Kementerian Komunikasi dan Informatika kembali menggelar webinar literasi digital untuk masyarakat Kabupaten Brebes, Jawa Tengah, Jumat (1/10/2021). Tema “Adaptasi Literasi Digital Bagi Penyuluh Agama” dikupas oleh empat narasumber menggunakan pandangan empat pilar literasi digital yang meliputi, digital culture, digital ethics, digital skills, dan digital safety.
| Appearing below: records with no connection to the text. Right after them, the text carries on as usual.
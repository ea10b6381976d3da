//
// Copyright (c) Memfault, Inc.
// See License.txt for details
use std::str::FromStr;

use eyre::{eyre, ErrReport, Result};
use log::debug;
use strum_macros::Display;

// Valid values of /sys/class/power_supply/<supply_name>/status
// https://www.kernel.org/doc/Documentation/ABI/testing/sysfs-class-power
#[derive(Debug, Clone, Copy, PartialEq, Eq, Display)]
pub enum ChargingState {
    Charging,
    Discharging,
    Full,
    Unknown,
    #[strum(to_string = "Not charging")]
    NotCharging,
}

impl FromStr for ChargingState {
    type Err = ErrReport;

    fn from_str(s: &str) -> Result<Self, Self::Err> {
        match s.trim() {
            "Charging" => Ok(ChargingState::Charging),
            "Discharging" => Ok(ChargingState::Discharging),
            "Full" => Ok(ChargingState::Full),
            "Not charging" => Ok(ChargingState::NotCharging),
            "Unknown" => Ok(ChargingState::Unknown),
            other => Err(eyre!("Invalid charging state: {}", other)),
        }
    }
}

/// One sample from a gauge: a state of charge, optionally with the charging
/// state reported alongside it.
///
/// The text form is either `PCT` or `STATE:PCT`, for example `87.5` or
/// `Discharging:87.5`.
#[derive(Debug, Clone, Copy, PartialEq)]
pub struct GaugeReading {
    pub soc_pct: f64,
    pub charging_state: Option<ChargingState>,
}

impl GaugeReading {
    fn parse_pct(pct_str: &str) -> Result<f64> {
        let pct = pct_str
            .trim()
            .parse::<f64>()
            .map_err(|e| eyre!("Couldn't parse battery percentage: {}", e))?;
        if !pct.is_finite() {
            return Err(eyre!("Battery percentage is not a number: {}", pct_str));
        }
        if !(0.0..=100.0).contains(&pct) {
            debug!("Clamping out of range battery percentage {}", pct);
        }
        Ok(pct.clamp(0.0, 100.0))
    }
}

impl FromStr for GaugeReading {
    type Err = ErrReport;

    fn from_str(s: &str) -> Result<Self, Self::Err> {
        match s.trim().split_once(':') {
            Some((state_str, pct_str)) => Ok(GaugeReading {
                charging_state: Some(state_str.parse()?),
                soc_pct: Self::parse_pct(pct_str)?,
            }),
            None => Ok(GaugeReading {
                charging_state: None,
                soc_pct: Self::parse_pct(s)?,
            }),
        }
    }
}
Kegiatan yang dimoderatori oleh Nadia Intan (presenter) ini menghadirkan Nuzran Joher (anggota komisi kajian ketatanegaraan MPR RI), Evi Sopandi (peneliti madya Puslitbang Pendidikan Agama dan Keagamaan), Khamdani (Kasi Penyuluhan Agama Islam dan SI Kemenag Jateng), Afief Mundzir (Kabid Penaiszawa Kemenag Jateng) sebagai narasumber. Serta Riska Yuvista (Miss Halal Tourism Indonesia (2018) sebagai key opinion leader.
Kabid Penaiszawa Kemenag Jateng Afief Mundzir mengatakan bahwa lompatan arus teknologi begitu luar biasa pada era revolusi 4.0 di mana teknologi menjadi kebutuhan dasar di hampir semua dimensi kehidupan. Oleh karenanya seluruh masyarakat, khususnya penyuluh agama harus mengikuti percepatan transformasi. Budaya menumbuhkan belajar memanfaatkan teknologi menjadi kunci dalam mengukuti arus perubahan zaman masa kini melalui penguatan literasi digital.
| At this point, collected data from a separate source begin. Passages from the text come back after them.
//
// Copyright (c) Memfault, Inc.
// See License.txt for details
use std::sync::atomic::{AtomicBool, Ordering};
use std::sync::Arc;
use std::time::{Duration, Instant};

use chrono::{DateTime, Utc};
use eyre::{eyre, Result, WrapErr};
use log::{error, info, trace};
use signal_hook::SigId;

use crate::config::Config;
use crate::gauge::GaugeSource;
use crate::monitor::{AsMonitorError, BatteryMonitor, MonitorError, MonitorSettings, TickOutcome};
use crate::report::ReportSink;
use crate::sleep::SleepController;
use crate::util::task::{loop_with_exponential_error_backoff, LoopContinuation};
use crate::util::time_measure::TimeMeasure;

#[derive(Debug, PartialEq, Eq)]
pub enum FuelgaugedLoopResult {
    Terminate,
    Relaunch,
}

pub fn fuelgauged_loop(config: Config) -> Result<FuelgaugedLoopResult> {
    let mut signal_ids: Vec<SigId> = vec![];

    // Register a flag which will be set when one of these signals is received.
    let term_signals = [signal_hook::consts::SIGINT, signal_hook::consts::SIGTERM];
    let term = Arc::new(AtomicBool::new(false));
    for signal in term_signals {
        signal_ids.push(signal_hook::flag::register(signal, Arc::clone(&term))?);
    }

    // SIGHUP reloads the configuration (reload = relaunch)
    let reload = Arc::new(AtomicBool::new(false));
    signal_ids.push(signal_hook::flag::register(
        signal_hook::consts::SIGHUP,
        Arc::clone(&reload),
    )?);

    // SIGUSR1 toggles the monitor on and off
    let toggle = Arc::new(AtomicBool::new(false));
    signal_ids.push(signal_hook::flag::register(
        signal_hook::consts::SIGUSR1,
        Arc::clone(&toggle),
    )?);

    let sink = config
        .build_report_sink()
        .wrap_err(eyre!("Unable to prepare report sink"))?;
    let mut monitor = BatteryMonitor::<_, _, _, Instant>::new(
        MonitorSettings::from(&config),
        config.build_gauge(),
        sink,
        config.build_sleep_controller(),
    );
    let mut initialized = false;
    let tick_interval = config.tick_interval();

    info!(
        "fuelgauged started (monitor {})",
        if monitor.is_enabled() {
            "enabled"
        } else {
            "disabled"
        }
    );

    loop_with_exponential_error_backoff(
        || {
            if toggle.swap(false, Ordering::Relaxed) {
                monitor.set_enabled(!monitor.is_enabled());
                info!(
                    "Battery monitor {}",
                    if monitor.is_enabled() {
                        "enabled"
                    } else {
                        "disabled"
                    }
                );
            }

            if monitor.is_enabled() && !initialized {
                monitor.initialize()?;
                initialized = true;
            }

            tick_monitor(&mut monitor, tick_interval, &term)
        },
        || match (
            term.load(Ordering::Relaxed) || reload.load(Ordering::Relaxed),
            toggle.load(Ordering::Relaxed),
        ) {
            // Stop when we receive a term signal
            (true, _) => LoopContinuation::Stop,
            // Apply a SIGUSR1 received while we were in the loop right away.
            (false, true) => LoopContinuation::RerunImmediately,
            (false, false) => LoopContinuation::KeepRunning,
        },
        tick_interval,
        config.error_retry(),
    );
    info!("fuelgauged shutting down...");

    for id in signal_ids {
        signal_hook::low_level::unregister(id);
    }

    if reload.load(Ordering::Relaxed) {
        Ok(FuelgaugedLoopResult::Relaunch)
    } else {
        Ok(FuelgaugedLoopResult::Terminate)
    }
}

/// Run one tick and return how long to wait before the next one.
///
/// A disabled monitor waits a full `tick_interval`: its timers are not
/// serviced so they may stay due.
fn tick_monitor<G, R, S, T>(
    monitor: &mut BatteryMonitor<G, R, S, T>,
    tick_interval: Duration,
    stopping: &AtomicBool,
) -> Result<Duration>
where
    G: GaugeSource,
    R: ReportSink,
    S: SleepController,
    T: TimeMeasure,
{
    let clock = SuspendClock::start();
    match monitor.tick() {
        Ok(TickOutcome::Disabled) => return Ok(tick_interval),
        Ok(TickOutcome::Halted) => {
            let missed = clock.missed_time();
            if !missed.is_zero() {
                info!("Woke up after {:?} of suspend", missed);
                monitor.advance_time(missed);
            }
        }
        Ok(outcome) => trace!("Tick: {:?}", outcome),
        Err(e) => {
            // A halt interrupted by a shutdown signal is expected.
            if let Some(MonitorError::HaltFailed { .. }) = e.as_monitor_error() {
                if !stopping.load(Ordering::Relaxed) {
                    error!("Low battery confirmed but the node could not be halted");
                }
            }
            return Err(e);
        }
    }

    Ok(monitor.time_until_due())
}

/// Pairs the wall clock with the monotonic clock to find out how long the
/// system was suspended. The monotonic clock does not advance during suspend.
struct SuspendClock {
    wall: DateTime<Utc>,
    monotonic: Instant,
}

impl SuspendClock {
    fn start() -> Self {
        Self {
            wall: Utc::now(),
            monotonic: Instant::now(),
        }
    }

    fn missed_time(&self) -> Duration {
        suspension_compensation(Utc::now() - self.wall, self.monotonic.elapsed())
    }
}

/// Time that passed on the wall clock but not on the monotonic clock.
///
/// Zero when the wall clock went backwards or did not get ahead of the
/// monotonic clock.
fn suspension_compensation(wall_elapsed: chrono::Duration, monotonic_elapsed: Duration) -> Duration {
    wall_elapsed
        .to_std()
        .map(|wall| wall.saturating_sub(monotonic_elapsed))
        .unwrap_or(Duration::ZERO)
}
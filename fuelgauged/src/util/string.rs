//
// Copyright (c) Memfault, Inc.
// See License.txt for details
/// Strip C-style `/* */` comments from a configuration file.
pub fn remove_comments(config_string: &str) -> String {
    let mut data = String::from(config_string);
    while let Some(start) = data.find("/*") {
        match data[start..].find("*/") {
            Some(len) => data.replace_range(start..start + len + 2, ""),
            // Unterminated comment, leave the rest untouched
            None => break,
        }
    }
    data
}

/// Truncate a string to at most `max_len_bytes` bytes without splitting a
/// UTF-8 character.
pub fn truncate_on_char_boundary(s: &str, max_len_bytes: usize) -> &str {
    if s.len() <= max_len_bytes {
        return s;
    }
    let idx = (0..=max_len_bytes)
        .rev()
        .find(|idx| s.is_char_boundary(*idx))
        .unwrap_or(0);
    &s[..idx]
}

#[cfg(test)]
mod test {
    use super::*;
    use rstest::rstest;

    #[rstest]
    #[case("", "")]
    #[case("{ \"a\": 1 }", "{ \"a\": 1 }")]
    #[case("{ /* soft */ \"a\": 1 }", "{  \"a\": 1 }")]
    #[case("{ /* unterminated \"a\": 1 }", "{ /* unterminated \"a\": 1 }")]
    #[case("/* one */{}/* two */", "{}")]
    fn strips_comments(#[case] input: &str, #[case] expected: &str) {
        assert_eq!(remove_comments(input), expected);
    }

    #[rstest]
    #[case("lvl", 25, "lvl")]
    #[case("Sending battery level now", 25, "Sending battery level now")]
    #[case("Sending battery level to collector", 25, "Sending battery level to ")]
    // The battery emoji is 4 bytes, it must not be split
    #[case("ab\u{1F50B}", 4, "ab")]
    #[case("abc", 0, "")]
    fn truncates_on_char_boundary(
        #[case] input: &str,
        #[case] max_len: usize,
        #[case] expected: &str,
    ) {
        assert_eq!(truncate_on_char_boundary(input, max_len), expected);
    }
}
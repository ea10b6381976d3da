//
// Copyright (c) Memfault, Inc.
// See License.txt for details
use serde::{Deserialize, Deserializer, Serializer};

use std::time::Duration;

pub fn serialize<S>(duration: &Duration, serializer: S) -> Result<S::Ok, S::Error>
where
    S: Serializer,
{
    serializer.serialize_u64(duration.as_millis() as u64)
}

pub fn deserialize<'de, D>(deserializer: D) -> Result<Duration, D::Error>
where
    D: Deserializer<'de>,
{
    let millis = u64::deserialize(deserializer)?;
    Ok(Duration::from_millis(millis))
}
//
// Copyright (c) Memfault, Inc.
// See License.txt for details
use std::process::Command;

use eyre::{eyre, Result, WrapErr};
use log::info;

use super::{SleepController, TriggerMode, WakePin};

/// Runs a shell command which returns once the node has woken up, for
/// instance one that arms a wake source and suspends the system.
///
/// `{pin}` and `{trigger}` in the command are replaced by the wake pin number
/// and the trigger mode (`change`, `rising` or `falling`).
pub struct CommandSleepController {
    command_template: String,
}

impl CommandSleepController {
    pub fn new(command_template: &str) -> Self {
        Self {
            command_template: command_template.to_owned(),
        }
    }

    fn command_for(&self, pin: WakePin, trigger: TriggerMode) -> String {
        self.command_template
            .replace("{pin}", &pin.to_string())
            .replace("{trigger}", &trigger.to_string())
    }
}

impl SleepController for CommandSleepController {
    fn halt_until_signal(&mut self, pin: WakePin, trigger: TriggerMode) -> Result<()> {
        let command = self.command_for(pin, trigger);
        info!("Halting with `{}`", command);

        let status = Command::new("sh")
            .arg("-c")
            .arg(&command)
            .status()
            .wrap_err_with(|| eyre!("Failed to run `{}`", command))?;
        if !status.success() {
            return Err(eyre!("`{}` exited with {}", command, status));
        }
        info!("Woken up");
        Ok(())
    }
}
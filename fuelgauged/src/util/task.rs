//
// Copyright (c) Memfault, Inc.
// See License.txt for details
use eyre::Result;
use std::time::Duration;

use log::{trace, warn};

/// Run `work` repeatedly while `condition` allows it.
///
/// `work` returns how long it would like to wait before the next run. The wait
/// is never longer than `max_period`, so the loop still wakes up regularly to
/// check `condition` and pick up external changes.
///
/// On error, wait `error_retry` and multiply it by 2 every time the error is
/// repeated, never exceeding `max_period`. A successful run resets the backoff.
///
/// Sleeping is interrupted by signals so a SIGTERM or SIGUSR1 is acted upon
/// right away. (The signal has to be caught somewhere, otherwise the process
/// terminates.)
pub fn loop_with_exponential_error_backoff<
    W: FnMut() -> Result<Duration>,
    T: FnMut() -> LoopContinuation,
>(
    work: W,
    condition: T,
    max_period: Duration,
    error_retry: Duration,
) {
    loop_with_exponential_error_backoff_internal(
        work,
        condition,
        max_period,
        error_retry,
        interruptible_sleep,
    )
}

// std::thread::sleep resumes sleeping after a signal, shuteye::sleep returns early.
fn interruptible_sleep(d: Duration) {
    shuteye::sleep(d);
}

/// Specify how to continue execution
#[derive(PartialEq, Eq, Debug)]
pub enum LoopContinuation {
    /// Wait for the requested delay, then run again
    KeepRunning,
    /// Run again without waiting
    RerunImmediately,
    /// Stop running the loop
    Stop,
}

pub(crate) fn loop_with_exponential_error_backoff_internal<
    W: FnMut() -> Result<Duration>,
    T: FnMut() -> LoopContinuation,
>(
    mut work: W,
    mut condition: T,
    max_period: Duration,
    error_retry: Duration,
    sleep: fn(Duration),
) {
    const BACKOFF_MULTIPLIER: u32 = 2;
    let mut count_errors_since_success = 0;
    while condition() != LoopContinuation::Stop {
        let next_run_in = match work() {
            Ok(requested) => {
                count_errors_since_success = 0;
                requested.min(max_period)
            }
            Err(e) => {
                let next_run = Duration::min(
                    error_retry.saturating_mul(
                        BACKOFF_MULTIPLIER.saturating_pow(count_errors_since_success),
                    ),
                    max_period,
                );

                count_errors_since_success += 1;
                warn!("Error in fuelgauged monitor loop: {:#}", e);
                next_run
            }
        };

        if condition() == LoopContinuation::KeepRunning && !next_run_in.is_zero() {
            trace!("Sleep for {:?}", next_run_in);
            sleep(next_run_in);
        }
    }
}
Literasi digital adalah kemampuan menggunakan teknologi informasi dan komunikasi (TIK) untuk mengkomunikasikan konten atau informasi dengan kecakapan kognitif atau kecakapan dalam menyajikan konten, serta kecakapan teknikal atau keterampilan dalam membuat konten yang tidak melanggar hukum.
“Menumbuhkan budaya literasi digital harus disertai dengan pendekatan kultural. Penyuluh agama harus memperhatikan konteks kultural masyarakat. Kepiawaian atau kecakapan kognitif dan konstruktif dalam menyampaikan konten-konten agama merupakan keterampilan mendasar. Pun kemampauan komunikasi, pola pikir kritis, dan kreatif menjadi elemen untuk mengembangkan literasi digital,” jelas Afief Mundzir kepada 250-an peserta webinar.
Peneliti Madya Puslitbang Pendidikan Agama dan Keagamaan Evi Sopandi menambahkan bahwa penyuluh agama selan harus membudayakan kebiasaan untuk bersinggungan dengan media digital, juga harus memiliki kecakapan digital yang mendukung kegiatan dakwah agama. Di era reformasi digital ini informasi sangat melimpah, sebagai penyuluh agama perlu memahami dan memfilter produksi dan distribusi pesan keagamaan yang akan disampaikan.
“Kompetensi kecakapan digital yang mesti dikuasai oleh peyuluh agama adalah kemampuan untuk mengakses atau mendapatkan informasi menggunakan perangkat digital. ia juga harus mampu menyeleksi dan memahami maksud informasi yang akan disampaikan,” jelasnya.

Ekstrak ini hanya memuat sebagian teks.